#### TASK DESCRIPTION
Records follow. Select each line holding "late".

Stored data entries
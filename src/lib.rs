//! # book-exchange
//!
//! In-memory core of a small book exchange: sellers list books, buyers
//! request titles with an urgency rank, and a matching run pairs requests
//! with inventory.
//!
//! ## Features
//!
//! - **Balanced Ordered Set** - AVL tree with pluggable comparators, O(log n)
//!   insert/remove and stack-based in-order iteration
//! - **Title-Indexed Inventory** - sorted presentation view plus FIFO lookup
//!   by case-insensitive title, always consistent
//! - **Priority Matching** - lowest urgency number first, earliest
//!   submission breaks ties, one item consumed per match
//! - **Snapshots** - line-delimited save/load that tolerates bad lines
//!
//! ## Quick Start
//!
//! ```rust
//! use book_exchange::{Config, Exchange, ListingForm, RequestForm};
//!
//! fn main() -> Result<(), book_exchange::Error> {
//!     let exchange = Exchange::new(Config::new())?;
//!
//!     exchange.list_item(ListingForm {
//!         title: "Data Structures",
//!         course_code: "CS136",
//!         price: "39.99",
//!         seller: "Bob",
//!     })?;
//!
//!     exchange.request_item(RequestForm {
//!         title: "data structures",
//!         requester: "Alice",
//!         urgency: "1",
//!     })?;
//!
//!     for entry in exchange.process()? {
//!         println!("{entry}");
//!     }
//!     Ok(())
//! }
//! ```
//!
//! ## Architecture
//!
//! - [`set`] - Generic AVL-backed ordered set
//! - [`types`] - Item and request value types
//! - [`market`] - Inventory, request queue, matching engine, exchange facade
//! - [`snapshot`] - Line-delimited persistence
//! - [`config`] - Validation and persistence settings
//! - [`error`] - Error types for the crate
//!
//! ## Concurrency
//!
//! The core types are plain single-threaded structures. [`Exchange`] puts
//! them behind one `parking_lot::Mutex` so each public call is serialized.

#![warn(missing_docs)]
#![warn(rustdoc::missing_crate_level_docs)]
#![deny(unsafe_code)]

pub mod config;
pub mod error;
pub mod market;
pub mod set;
pub mod snapshot;
pub mod types;

// Re-export main types at crate root for convenience
pub use config::Config;
pub use error::Error;
pub use market::{
    Exchange, Inventory, ListingForm, MatchLogEntry, MatchingEngine, RequestForm, RequestQueue,
};
pub use set::OrderedSet;
pub use types::{Item, Request};

/// Result type alias using the crate's Error type
pub type Result<T> = std::result::Result<T, Error>;
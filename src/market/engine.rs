//! Request matching.
//!
//! [`MatchingEngine::process`] drains a [`RequestQueue`] in priority order
//! ([`RequestQueue::drain_by_priority`]) and tries to fill each request
//! from the [`Inventory`]. One item is consumed per match; a request with no
//! available item is logged and dropped, never retried.

use std::fmt;

use serde::{Deserialize, Serialize};
use tracing::{debug, info};

use super::{Inventory, RequestQueue};
use crate::types::{Item, Request};

/// Outcome of processing one request
#[derive(Debug, Clone, PartialEq, Eq, Serialize, Deserialize)]
#[serde(tag = "outcome", rename_all = "snake_case")]
pub enum MatchLogEntry {
    /// Request filled; `item` left the inventory
    Matched {
        /// The filled request
        request: Request,
        /// The item dispensed for it
        item: Item,
    },
    /// No item with the requested title was available
    Unmatched {
        /// The dropped request
        request: Request,
    },
}

impl MatchLogEntry {
    /// The request this entry is about
    pub fn request(&self) -> &Request {
        match self {
            MatchLogEntry::Matched { request, .. } | MatchLogEntry::Unmatched { request } => {
                request
            }
        }
    }

    /// The dispensed item, if matched
    pub fn item(&self) -> Option<&Item> {
        match self {
            MatchLogEntry::Matched { item, .. } => Some(item),
            MatchLogEntry::Unmatched { .. } => None,
        }
    }

    /// Check if the request was filled
    pub fn is_matched(&self) -> bool {
        matches!(self, MatchLogEntry::Matched { .. })
    }
}

impl fmt::Display for MatchLogEntry {
    fn fmt(&self, f: &mut fmt::Formatter<'_>) -> fmt::Result {
        match self {
            MatchLogEntry::Matched { request, item } => {
                write!(f, "Matched: {request} <-> {item}")
            }
            MatchLogEntry::Unmatched { request } => {
                write!(f, "No available book for: {}", request.title())
            }
        }
    }
}

/// Running totals across every `process` call
#[derive(Debug, Default, Clone, Copy, PartialEq, Eq, Serialize)]
pub struct MatchStats {
    /// Requests drained
    pub processed: u64,
    /// Requests filled
    pub matched: u64,
    /// Requests dropped for lack of inventory
    pub unmatched: u64,
}

/// Pairs pending requests with inventory
///
/// # Example
///
/// ```rust
/// use book_exchange::market::{Inventory, MatchingEngine, RequestQueue};
/// use book_exchange::types::{Item, Request};
/// use rust_decimal::Decimal;
///
/// let mut inventory = Inventory::new();
/// inventory.add_item(Item::new("Calculus", "MATH101", Decimal::new(2500, 2), "Xia"));
///
/// let mut queue = RequestQueue::new();
/// queue.submit(Request::new("calculus", "Ravi", 5));
/// queue.submit(Request::new("Calculus", "Lena", 1));
///
/// let mut engine = MatchingEngine::new();
/// let log = engine.process(&mut queue, &mut inventory);
///
/// assert_eq!(log[0].request().requester(), "Lena");
/// assert!(log[0].is_matched());
/// assert!(!log[1].is_matched());
/// assert!(queue.is_empty() && inventory.is_empty());
/// ```
#[derive(Debug, Default, Clone)]
pub struct MatchingEngine {
    stats: MatchStats,
}

impl MatchingEngine {
    /// Create an engine with zeroed statistics
    #[must_use]
    pub fn new() -> Self {
        Self::default()
    }

    /// Drain `requests` and fill what `inventory` allows
    ///
    /// The returned log is in processing order: lowest urgency number first,
    /// earlier submission first among equals. `requests` is always empty
    /// afterwards.
    pub fn process(
        &mut self,
        requests: &mut RequestQueue,
        inventory: &mut Inventory,
    ) -> Vec<MatchLogEntry> {
        let batch = requests.drain_by_priority();
        let mut log = Vec::with_capacity(batch.len());

        for request in batch {
            let entry = match inventory.take_by_title(request.title()) {
                Some(item) => {
                    debug!(
                        id = %request.submitted_at(),
                        title = request.title(),
                        requester = request.requester(),
                        urgency = request.urgency(),
                        seller = item.seller(),
                        "request matched"
                    );
                    self.stats.matched += 1;
                    MatchLogEntry::Matched { request, item }
                }
                None => {
                    debug!(
                        id = %request.submitted_at(),
                        title = request.title(),
                        requester = request.requester(),
                        urgency = request.urgency(),
                        "no inventory for request"
                    );
                    self.stats.unmatched += 1;
                    MatchLogEntry::Unmatched { request }
                }
            };
            self.stats.processed += 1;
            log.push(entry);
        }

        if !log.is_empty() {
            let matched = log.iter().filter(|e| e.is_matched()).count();
            info!(
                processed = log.len(),
                matched,
                unmatched = log.len() - matched,
                remaining_inventory = inventory.len(),
                "request batch processed"
            );
        }

        log
    }

    /// Totals since the engine was created
    #[must_use]
    pub fn stats(&self) -> MatchStats {
        self.stats
    }
}

#[cfg(test)]
mod tests {
    use super::*;
    use rust_decimal_macros::dec;

    fn calculus(seller: &str) -> Item {
        Item::new("Calculus", "MATH101", dec!(25), seller)
    }

    #[test]
    fn test_lower_urgency_number_wins() {
        let mut inventory: Inventory = [calculus("X")].into_iter().collect();
        let mut queue = RequestQueue::new();
        queue.submit(Request::new("Calculus", "R1", 5));
        queue.submit(Request::new("Calculus", "R2", 1));

        let log = MatchingEngine::new().process(&mut queue, &mut inventory);

        assert_eq!(log.len(), 2);
        assert_eq!(log[0].request().requester(), "R2");
        assert_eq!(log[0].item().map(Item::seller), Some("X"));
        assert_eq!(log[1].request().requester(), "R1");
        assert!(!log[1].is_matched());
    }

    #[test]
    fn test_equal_urgency_earlier_submission_wins() {
        let mut inventory: Inventory = [calculus("X")].into_iter().collect();
        let early = Request::new("calculus", "early", 4);
        let late = Request::new("CALCULUS", "late", 4);
        // Submit out of creation order; the stamp decides, not queue position
        let mut queue: RequestQueue = [late, early].into_iter().collect();

        let log = MatchingEngine::new().process(&mut queue, &mut inventory);

        assert!(log[0].is_matched());
        assert_eq!(log[0].request().requester(), "early");
        assert_eq!(log[1].request().requester(), "late");
    }

    #[test]
    fn test_second_process_is_empty() {
        let mut inventory: Inventory = [calculus("X"), calculus("Y")].into_iter().collect();
        let mut queue: RequestQueue = [Request::new("Calculus", "R", 3)].into_iter().collect();
        let mut engine = MatchingEngine::new();

        assert_eq!(engine.process(&mut queue, &mut inventory).len(), 1);
        assert!(queue.is_empty());

        let before = inventory.items();
        assert!(engine.process(&mut queue, &mut inventory).is_empty());
        assert_eq!(inventory.items(), before);
    }

    #[test]
    fn test_each_match_consumes_one_item() {
        let mut inventory: Inventory = [calculus("X"), calculus("Y")].into_iter().collect();
        let mut queue: RequestQueue = (0..3)
            .map(|i| Request::new("Calculus", format!("R{i}"), 2))
            .collect();

        let mut engine = MatchingEngine::new();
        let log = engine.process(&mut queue, &mut inventory);

        let sellers: Vec<_> = log.iter().filter_map(|e| e.item()).map(Item::seller).collect();
        assert_eq!(sellers, vec!["X", "Y"]);
        assert!(inventory.is_empty());
        assert_eq!(
            engine.stats(),
            MatchStats {
                processed: 3,
                matched: 2,
                unmatched: 1
            }
        );
    }

    #[test]
    fn test_log_display() {
        let request = Request::new("Calculus", "Ravi", 2);
        let matched = MatchLogEntry::Matched {
            request: request.clone(),
            item: calculus("Xia"),
        };
        assert_eq!(
            matched.to_string(),
            "Matched: Calculus (Urgency: 2) - Requested by: Ravi <-> Calculus ($25) - Course: MATH101, Seller: Xia"
        );

        let unmatched = MatchLogEntry::Unmatched { request };
        assert_eq!(unmatched.to_string(), "No available book for: Calculus");
    }

    #[test]
    fn test_log_serde_tag() {
        let entry = MatchLogEntry::Unmatched {
            request: Request::new("Physics", "Dan", 7),
        };
        let json = serde_json::to_value(&entry).unwrap();
        assert_eq!(json["outcome"], "unmatched");
        assert_eq!(json["request"]["title"], "Physics");
    }
}
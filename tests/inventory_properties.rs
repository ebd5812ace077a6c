//! Consistency properties of the inventory against a reference model.
//!
//! Run with: cargo test --test inventory_properties

use book_exchange::types::Item;
use book_exchange::Inventory;
use proptest::prelude::*;
use rust_decimal_macros::dec;

const TITLES: [&str; 5] = ["Calculus", "algebra", "Biology", "Zoology", "Anatomy"];
const SELLERS: [&str; 3] = ["Xia", "Yuri", "Zoe"];

#[derive(Debug, Clone)]
enum Op {
    Add { title: usize, seller: usize, shout: bool },
    Take { title: usize, shout: bool },
    RemoveExact { title: usize, seller: usize },
}

fn op() -> impl Strategy<Value = Op> {
    prop_oneof![
        3 => (0..TITLES.len(), 0..SELLERS.len(), any::<bool>())
            .prop_map(|(title, seller, shout)| Op::Add { title, seller, shout }),
        2 => (0..TITLES.len(), any::<bool>()).prop_map(|(title, shout)| Op::Take { title, shout }),
        1 => (0..TITLES.len(), 0..SELLERS.len())
            .prop_map(|(title, seller)| Op::RemoveExact { title, seller }),
    ]
}

fn title(idx: usize, shout: bool) -> String {
    if shout {
        TITLES[idx].to_uppercase()
    } else {
        TITLES[idx].to_string()
    }
}

fn item(title_idx: usize, seller_idx: usize, shout: bool) -> Item {
    Item::new(title(title_idx, shout), "CS101", dec!(10), SELLERS[seller_idx])
}

/// Items in arrival order; the expected list is a stable sort by folded title
#[derive(Default)]
struct Model {
    arrivals: Vec<Item>,
}

impl Model {
    fn add(&mut self, item: Item) {
        self.arrivals.push(item);
    }

    fn take(&mut self, title: &str) -> Option<Item> {
        let key = title.to_lowercase();
        let pos = self.arrivals.iter().position(|i| i.title_key() == key)?;
        Some(self.arrivals.remove(pos))
    }

    fn remove_exact(&mut self, item: &Item) -> bool {
        match self.arrivals.iter().position(|i| i == item) {
            Some(pos) => {
                self.arrivals.remove(pos);
                true
            }
            None => false,
        }
    }

    fn expected_list(&self) -> Vec<(String, String)> {
        let mut sorted = self.arrivals.clone();
        sorted.sort_by_key(Item::title_key);
        sorted
            .iter()
            .map(|i| (i.title().to_string(), i.seller().to_string()))
            .collect()
    }
}

fn listed(inventory: &Inventory) -> Vec<(String, String)> {
    inventory
        .list()
        .map(|i| (i.title().to_string(), i.seller().to_string()))
        .collect()
}

proptest! {
    #![proptest_config(ProptestConfig::with_cases(256))]

    /// Sorted view and title index stay consistent and match the model
    #[test]
    fn random_ops_stay_consistent(ops in prop::collection::vec(op(), 0..200)) {
        let mut inventory = Inventory::new();
        let mut model = Model::default();

        for op in ops {
            match op {
                Op::Add { title, seller, shout } => {
                    let it = item(title, seller, shout);
                    model.add(it.clone());
                    inventory.add_item(it);
                }
                Op::Take { title: idx, shout } => {
                    let wanted = title(idx, !shout);
                    prop_assert_eq!(inventory.take_by_title(&wanted), model.take(&wanted));
                }
                Op::RemoveExact { title, seller } => {
                    let probe = item(title, seller, false);
                    prop_assert_eq!(inventory.remove_exact(&probe), model.remove_exact(&probe));
                }
            }

            prop_assert!(inventory.is_consistent());
            prop_assert_eq!(inventory.len(), model.arrivals.len());
            prop_assert_eq!(listed(&inventory), model.expected_list());
        }
    }

    /// list() is the case-insensitive title sort regardless of insertion order
    #[test]
    fn list_is_sorted_for_any_insertion_order(
        picks in prop::collection::vec((0..TITLES.len(), any::<bool>()), 0..100)
    ) {
        let inventory: Inventory = picks
            .iter()
            .map(|&(t, shout)| item(t, 0, shout))
            .collect();

        let mut expected: Vec<String> = picks.iter().map(|&(t, _)| TITLES[t].to_lowercase()).collect();
        expected.sort();

        let actual: Vec<String> = inventory.list().map(Item::title_key).collect();
        prop_assert_eq!(actual, expected);
    }
}

#[test]
fn test_fifo_across_sellers() {
    let mut inventory = Inventory::new();
    inventory.add_item(Item::new("Calculus", "MATH101", dec!(20), "X"));
    inventory.add_item(Item::new("Calculus", "MATH101", dec!(22), "Y"));

    let a = inventory.take_by_title("calculus").unwrap();
    let b = inventory.take_by_title("calculus").unwrap();
    assert_eq!(a.seller(), "X");
    assert_eq!(b.seller(), "Y");
    assert!(inventory.take_by_title("calculus").is_none());
}

#[test]
fn test_failed_operations_do_not_mutate() {
    let mut inventory = Inventory::new();
    inventory.add_item(Item::new("Calculus", "MATH101", dec!(20), "X"));
    let before = inventory.items();

    assert!(inventory.take_by_title("Geometry").is_none());
    assert!(!inventory.remove_exact(&Item::new("Calculus", "MATH101", dec!(20), "Nobody")));
    assert!(!inventory.remove_exact(&Item::new("Calculus", "MATH999", dec!(20), "X")));

    assert_eq!(inventory.items(), before);
    assert!(inventory.is_consistent());
}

#### WRITTEN REPLY
        let late = Request::new("CALCULUS", "late", 4);
        let mut queue: RequestQueue = [late, early].into_iter().collect();
        assert_eq!(log[1].request().requester(), "late");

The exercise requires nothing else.